DIRECTIONS FOR THIS TASK
Each line in the entries below that holds the string "LookupService" must be copied.

PROVIDED MATERIAL
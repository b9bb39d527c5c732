//! Lookup service capability
//!
//! The resolver only needs two request shapes: search by identifier, and
//! fetch one detailed record by the service's internal ID.

use crate::error::LookupError;
use crate::models::RawRecord;
use async_trait::async_trait;

/// Record fields requested from the lookup service
#[derive(Debug, Clone, Copy, PartialEq, Eq)]
pub enum RecordField {
    Authors,
    Title,
    Publishers,
    PublicationDates,
    Classifications,
    Subjects,
    Year,
    Languages,
    Summary,
}

impl RecordField {
    /// Wire name of the field
    pub fn as_str(self) -> &'static str {
        match self {
            Self::Authors => "authors",
            Self::Title => "title",
            Self::Publishers => "publishers",
            Self::PublicationDates => "publicationDates",
            Self::Classifications => "classifications",
            Self::Subjects => "subjects",
            Self::Year => "year",
            Self::Languages => "languages",
            Self::Summary => "summary",
        }
    }
}

/// Field set requested on every detailed fetch
pub const DEFAULT_FIELDS: &[RecordField] = &[
    RecordField::Authors,
    RecordField::Title,
    RecordField::Publishers,
    RecordField::PublicationDates,
    RecordField::Classifications,
    RecordField::Subjects,
    RecordField::Year,
    RecordField::Languages,
    RecordField::Summary,
];

#[async_trait]
pub trait LookupService: Send + Sync {
    /// Candidate internal record IDs for `identifier`, most relevant first
    async fn search(&self, identifier: &str) -> Result<Vec<String>, LookupError>;

    /// Detailed record for an internal ID; `None` when the service has no such record
    async fn fetch_record(
        &self,
        internal_id: &str,
        fields: &[RecordField],
    ) -> Result<Option<RawRecord>, LookupError>;
}
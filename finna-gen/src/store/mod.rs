//! Entity deduplication store
//!
//! One append-only `id|name` file per entity kind is the system of record.
//! Each kind is owned by a single table whose in-memory index is rehydrated
//! from the file at open and updated on every append, so `resolve_or_create`
//! runs as one serialised step per kind.

mod catalog;
mod entity_table;
mod genre_table;
mod line;

pub use catalog::EntityCatalog;
pub use entity_table::{EntityTable, Resolution};
pub use genre_table::{GenreKey, GenreTable, UNKNOWN_GENRE_KEY};

use std::fmt;

/// Delimiter between the key column and the name column
pub const FIELD_DELIMITER: char = '|';

/// A deduplicated category with its own ID space
#[derive(Debug, Clone, Copy, PartialEq, Eq, Hash)]
pub enum EntityKind {
    Author,
    Publisher,
    Topic,
    Genre,
}

impl EntityKind {
    /// Store file name inside the data folder
    pub fn file_name(self) -> &'static str {
        match self {
            Self::Author => "authors.txt",
            Self::Publisher => "publishers.txt",
            Self::Topic => "topics.txt",
            Self::Genre => "genres.txt",
        }
    }
}

impl fmt::Display for EntityKind {
    fn fmt(&self, f: &mut fmt::Formatter<'_>) -> fmt::Result {
        let name = match self {
            Self::Author => "author",
            Self::Publisher => "publisher",
            Self::Topic => "topic",
            Self::Genre => "genre",
        };
        f.write_str(name)
    }
}
//! Finna API client
//!
//! Implements [`LookupService`] over the public Finna REST API:
//! - search: `GET {base}/search?lookfor={identifier}`
//! - record: `GET {base}/record?id={id}&field[]=...&prettyPrint=0`
//!
//! Record parsing is tolerant per field: a missing or wrongly typed field
//! becomes an absent value, never a whole-record failure.

use crate::error::LookupError;
use crate::models::RawRecord;
use crate::services::lookup::{LookupService, RecordField};
use async_trait::async_trait;
use finna_common::config::LookupConfig;
use governor::{Quota, RateLimiter};
use reqwest::Client;
use serde_json::{Map, Value};
use std::num::NonZeroU32;
use std::time::Duration;
use tracing::debug;

const RECORDS_KEY: &str = "records";
const ID_KEY: &str = "id";
const TITLE_KEY: &str = "title";
const AUTHORS_KEY: &str = "authors";
const PRIMARY_AUTHORS_KEY: &str = "primary";
const SECONDARY_AUTHORS_KEY: &str = "secondary";
const CLASSIFICATIONS_KEY: &str = "classifications";
const YKL_KEY: &str = "ykl";
const SUBJECTS_KEY: &str = "subjects";
const PUBLISHERS_KEY: &str = "publishers";
const PUBLICATION_DATES_KEY: &str = "publicationDates";
const LANGUAGES_KEY: &str = "languages";
const SUMMARY_KEY: &str = "summary";

type DirectRateLimiter = RateLimiter<
    governor::state::direct::NotKeyed,
    governor::state::InMemoryState,
    governor::clock::DefaultClock,
>;

/// Finna API client
///
/// One instance is shared by every block task; the rate limiter bounds the
/// combined request rate of all of them.
pub struct FinnaClient {
    client: Client,
    base_url: String,
    rate_limiter: DirectRateLimiter,
}

impl FinnaClient {
    pub fn new(config: &LookupConfig) -> Result<Self, LookupError> {
        let client = Client::builder()
            .user_agent(config.user_agent.as_str())
            .timeout(Duration::from_secs(config.request_timeout_secs))
            .connect_timeout(Duration::from_secs(5))
            .build()
            .map_err(|e| LookupError::Network(e.to_string()))?;

        let per_second = NonZeroU32::new(config.requests_per_second).unwrap_or(NonZeroU32::MIN);
        let rate_limiter = RateLimiter::direct(Quota::per_second(per_second));

        Ok(Self {
            client,
            base_url: config.base_url.trim_end_matches('/').to_string(),
            rate_limiter,
        })
    }

    pub fn base_url(&self) -> &str {
        &self.base_url
    }

    async fn get_json(&self, url: &str, query: &[(&str, &str)]) -> Result<Value, LookupError> {
        self.rate_limiter.until_ready().await;

        debug!(url = %url, "Querying Finna API");

        let response = self
            .client
            .get(url)
            .query(query)
            .send()
            .await
            .map_err(|e| LookupError::Network(e.to_string()))?;

        let status = response.status();
        if !status.is_success() {
            let body = response.text().await.unwrap_or_default();
            return Err(LookupError::Api(status.as_u16(), body));
        }

        let body = response
            .text()
            .await
            .map_err(|e| LookupError::Network(e.to_string()))?;

        serde_json::from_str(&body).map_err(|e| LookupError::Parse(e.to_string()))
    }
}

#[async_trait]
impl LookupService for FinnaClient {
    async fn search(&self, identifier: &str) -> Result<Vec<String>, LookupError> {
        let url = format!("{}/search", self.base_url);
        let response = self.get_json(&url, &[("lookfor", identifier)]).await?;
        Ok(parse_candidate_ids(&response))
    }

    async fn fetch_record(
        &self,
        internal_id: &str,
        fields: &[RecordField],
    ) -> Result<Option<RawRecord>, LookupError> {
        let url = format!("{}/record", self.base_url);
        let mut query: Vec<(&str, &str)> = Vec::with_capacity(fields.len() + 2);
        query.push(("id", internal_id));
        query.extend(fields.iter().map(|f| ("field[]", f.as_str())));
        query.push(("prettyPrint", "0"));

        let response = match self.get_json(&url, &query).await {
            Ok(response) => response,
            Err(LookupError::Api(404, _)) => return Ok(None),
            Err(e) => return Err(e),
        };
        Ok(first_record(&response).map(|record| parse_record(internal_id, record)))
    }
}

// ============================================================================
// Response parsing
// ============================================================================

/// `records[*].id` in response order
pub fn parse_candidate_ids(response: &Value) -> Vec<String> {
    response
        .get(RECORDS_KEY)
        .and_then(Value::as_array)
        .map(|records| {
            records
                .iter()
                .filter_map(|r| r.get(ID_KEY).and_then(Value::as_str))
                .map(str::to_string)
                .collect()
        })
        .unwrap_or_default()
}

/// First element of `records`, if it is an object
pub fn first_record(response: &Value) -> Option<&Map<String, Value>> {
    response
        .get(RECORDS_KEY)
        .and_then(Value::as_array)
        .and_then(|records| records.first())
        .and_then(Value::as_object)
}

/// Build a [`RawRecord`] from one Finna record object
pub fn parse_record(internal_id: &str, record: &Map<String, Value>) -> RawRecord {
    RawRecord {
        internal_id: record
            .get(ID_KEY)
            .and_then(Value::as_str)
            .unwrap_or(internal_id)
            .to_string(),
        title: field_string(record, TITLE_KEY),
        authors: parse_authors(record),
        genre_codes: record
            .get(CLASSIFICATIONS_KEY)
            .and_then(|c| c.get(YKL_KEY))
            .map(string_list)
            .unwrap_or_else(|| absent(CLASSIFICATIONS_KEY)),
        subjects: parse_subjects(record),
        publishers: field_list(record, PUBLISHERS_KEY),
        publication_dates: field_list(record, PUBLICATION_DATES_KEY),
        languages: field_list(record, LANGUAGES_KEY),
        summary: match record.get(SUMMARY_KEY) {
            Some(Value::String(s)) => Some(s.clone()),
            Some(Value::Array(items)) => items.iter().find_map(|v| v.as_str()).map(str::to_string),
            _ => None,
        },
    }
}

/// Primary author names; secondary ones when there are no primary authors
fn parse_authors(record: &Map<String, Value>) -> Vec<String> {
    let authors = match record.get(AUTHORS_KEY).and_then(Value::as_object) {
        Some(a) => a,
        None => return absent(AUTHORS_KEY),
    };

    [PRIMARY_AUTHORS_KEY, SECONDARY_AUTHORS_KEY]
        .iter()
        .filter_map(|key| authors.get(*key).and_then(Value::as_object))
        .find(|group| !group.is_empty())
        .map(|group| group.keys().cloned().collect())
        .unwrap_or_default()
}

fn parse_subjects(record: &Map<String, Value>) -> Vec<Vec<String>> {
    match record.get(SUBJECTS_KEY).and_then(Value::as_array) {
        Some(groups) => groups
            .iter()
            .map(|group| match group {
                Value::Array(_) => string_list(group),
                Value::String(s) => vec![s.clone()],
                _ => Vec::new(),
            })
            .filter(|group| !group.is_empty())
            .collect(),
        None => absent(SUBJECTS_KEY),
    }
}

fn field_string(record: &Map<String, Value>, key: &str) -> Option<String> {
    let value = record.get(key).and_then(Value::as_str).map(str::to_string);
    if value.is_none() {
        debug!(field = key, "Record field missing or not a string");
    }
    value
}

fn field_list(record: &Map<String, Value>, key: &str) -> Vec<String> {
    record
        .get(key)
        .map(string_list)
        .unwrap_or_else(|| absent(key))
}

/// String elements of an array; numbers are kept in their textual form
fn string_list(value: &Value) -> Vec<String> {
    value
        .as_array()
        .map(|items| {
            items
                .iter()
                .filter_map(|v| match v {
                    Value::String(s) => Some(s.clone()),
                    Value::Number(n) => Some(n.to_string()),
                    _ => None,
                })
                .collect()
        })
        .unwrap_or_default()
}

fn absent<T: Default>(key: &str) -> T {
    debug!(field = key, "Record field missing");
    T::default()
}

#[cfg(test)]
mod tests {
    use super::*;
    use serde_json::json;

    #[test]
    fn test_candidate_ids_keep_ranking() {
        let response = json!({
            "resultCount": 2,
            "records": [{"id": "helmet.1"}, {"id": "anders.2"}, {"title": "no id"}],
            "status": "OK"
        });
        assert_eq!(parse_candidate_ids(&response), vec!["helmet.1", "anders.2"]);
        assert!(parse_candidate_ids(&json!({"resultCount": 0, "status": "OK"})).is_empty());
    }

    #[test]
    fn test_parse_full_record() {
        let response = json!({
            "records": [{
                "id": "helmet.1234",
                "title": "Pelon valtakunta",
                "authors": {
                    "primary": {
                        "Leary, Timothy Francis, 1920-1996, kirjoittaja": {"role": ["kirjoittaja"]},
                        "Ginsberg, Allen, kirjoittaja": {"role": ["kirjoittaja"]}
                    },
                    "secondary": {"Forss, Timo Kalevi, 1967- kirjoittaja": {}},
                    "corporate": []
                },
                "publishers": ["Like"],
                "publicationDates": ["2006"],
                "classifications": {"ykl": ["30.1", "84.2"]},
                "subjects": [["psykedelia"], ["huumeet", "historia"]],
                "languages": ["fin"],
                "summary": ["Kirja kertoo..."]
            }]
        });

        let record = parse_record("fallback", first_record(&response).unwrap());
        assert_eq!(record.internal_id, "helmet.1234");
        assert_eq!(record.title.as_deref(), Some("Pelon valtakunta"));
        assert_eq!(
            record.authors,
            vec![
                "Leary, Timothy Francis, 1920-1996, kirjoittaja",
                "Ginsberg, Allen, kirjoittaja"
            ]
        );
        assert_eq!(record.genre_codes, vec!["30.1", "84.2"]);
        assert_eq!(record.subjects.len(), 2);
        assert_eq!(record.subjects[1], vec!["huumeet", "historia"]);
        assert_eq!(record.publisher(), Some("Like"));
        assert_eq!(record.release_year(), Some("2006"));
        assert_eq!(record.languages, vec!["fin"]);
        assert_eq!(record.summary.as_deref(), Some("Kirja kertoo..."));
    }

    #[test]
    fn test_secondary_authors_used_when_no_primary() {
        let record = json!({
            "authors": {"primary": {}, "secondary": {"Forss, Timo Kalevi, 1967- kirjoittaja": {}}}
        });
        let parsed = parse_record("x", record.as_object().unwrap());
        assert_eq!(parsed.authors, vec!["Forss, Timo Kalevi, 1967- kirjoittaja"]);
    }

    #[test]
    fn test_malformed_fields_are_absent_not_fatal() {
        let record = json!({
            "title": 42,
            "authors": "not an object",
            "publishers": {"name": "Otava"},
            "classifications": {"udk": ["1"]},
            "subjects": "oops"
        });
        let parsed = parse_record("finna.9", record.as_object().unwrap());
        assert_eq!(parsed.internal_id, "finna.9");
        assert!(parsed.title.is_none());
        assert!(parsed.authors.is_empty());
        assert!(parsed.publishers.is_empty());
        assert!(parsed.genre_codes.is_empty());
        assert!(parsed.subjects.is_empty());
        assert!(parsed.summary.is_none());
    }

    #[test]
    fn test_client_builds_from_default_config() {
        let client = FinnaClient::new(&LookupConfig::default()).unwrap();
        assert_eq!(client.base_url(), "https://api.finna.fi/v1");
    }
}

ANSWER BELOW
pub trait LookupService: Send + Sync {
//! Implements [`LookupService`] over the public Finna REST API:
use crate::services::lookup::{LookupService, RecordField};
impl LookupService for FinnaClient {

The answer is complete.